When a mother is without her village, she is isolated. She is left feeling alone and desperate. The way we all feel after just 45 minutes sleep after a night of heavy cluster feeding or when those pesky teeth just won’t cut through. Being left alone, cut off from support and from that validation that you are not the only one is one of the most detrimental things to maternal mental health issues.

Being around others, getting exercise and fresh air, hearing from others experiences are all fantastic ways to help tackle maternal mental health issues. Talking openly about them is another hugely important one. As awareness of the importance of tackling maternal mental health rises, so does the conversation. The topics flow more easily and we become more readily able to spot the signs in other mothers and approach them. To break down that wall of isolation before it becomes a problem.

In this Instagram perfect, social media savvy world, it is all too easy to perceive what others display and feel like you’re the only one struggling. You’re the only one who doesn’t have friends to meet for coffee. But we are all in it together (Why not read this blog for a honest view on a post natal journey and how hard it can be! .https://kalmababy.co.uk/2019/01/15/im-no-pro-my-post-natal-journey/)

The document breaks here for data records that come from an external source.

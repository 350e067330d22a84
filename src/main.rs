//! corvid - a small asynchronous chat bot.
//!
//! Connects to the configured server, joins a channel, greets arrivals,
//! and answers `!time`.

use corvid::proto::nickname;
use corvid::{Client, Config, Context, Message};
use tracing::{error, info};
use tracing_subscriber::EnvFilter;

#[tokio::main]
async fn main() -> anyhow::Result<()> {
    tracing_subscriber::fmt()
        .with_env_filter(
            EnvFilter::try_from_default_env().unwrap_or_else(|_| EnvFilter::new("info")),
        )
        .with_target(true)
        .init();

    let config_path = std::env::args()
        .nth(1)
        .unwrap_or_else(|| "config.toml".to_string());

    let config = Config::load(&config_path).map_err(|e| {
        error!(path = %config_path, error = %e, "Failed to load config");
        e
    })?;

    info!(
        host = %config.client.host,
        port = config.client.port,
        nick = %config.client.nick,
        channel = %config.channel,
        "Starting corvid"
    );

    let mut client = Client::new(config.client.clone());

    // RPL_WELCOME means registration went through; join the home channel
    let channel = config.channel.clone();
    client.register_handler("001", move |ctx: &mut Context<'_>, _: &Message| {
        ctx.join(&channel);
    });

    client.register_handler("PRIVMSG", say_time);
    client.register_handler("JOIN", greet);

    client.run().await?;
    Ok(())
}

/// Answer `!time` with the local wall clock. Channel requests are
/// answered in the channel, direct messages back to the sender.
fn say_time(ctx: &mut Context<'_>, msg: &Message) {
    if msg.trailing.trim() != "!time" {
        return;
    }
    let target = if msg.middle.starts_with('#') {
        msg.middle.clone()
    } else {
        nickname(&msg.prefix).to_string()
    };
    if target.is_empty() {
        return;
    }
    let now = chrono::Local::now().format("%a %b %e %H:%M:%S %Y");
    let who = nickname(&msg.prefix);
    ctx.say(&target, &format!("{who}: {now}"));
}

/// Welcome anyone joining a channel we are in, except ourselves.
fn greet(ctx: &mut Context<'_>, msg: &Message) {
    let who = nickname(&msg.prefix);
    if who.is_empty() || who == ctx.nick() {
        return;
    }
    // JOIN carries the channel either as a middle param or as trailing
    let channel = if msg.middle.starts_with('#') {
        msg.middle.as_str()
    } else {
        msg.trailing.as_str()
    };
    if channel.starts_with('#') {
        ctx.say(channel, &format!("Hello, {who}!"));
    }
}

There is one thing we can do using the power of influencers and bloggers… we can build a village that invites ALL women in. To support each other from near and afar. To connect neighbours who didn’t know they had so much in common. To connect friends and build networks allowing us all to rely on each other a little more and stop striving for some ideal that doesn’t exist.

So, next time you’re at a baby club, a children activity, or just playing in the park, stop and ask yourself; am I a part of this village? Be the leader of the conversation if you’re brave enough and build your village around you and invite everyone in. Let’s build a strong support network for all mums and parents so that we can tackle maternal mental health issues together.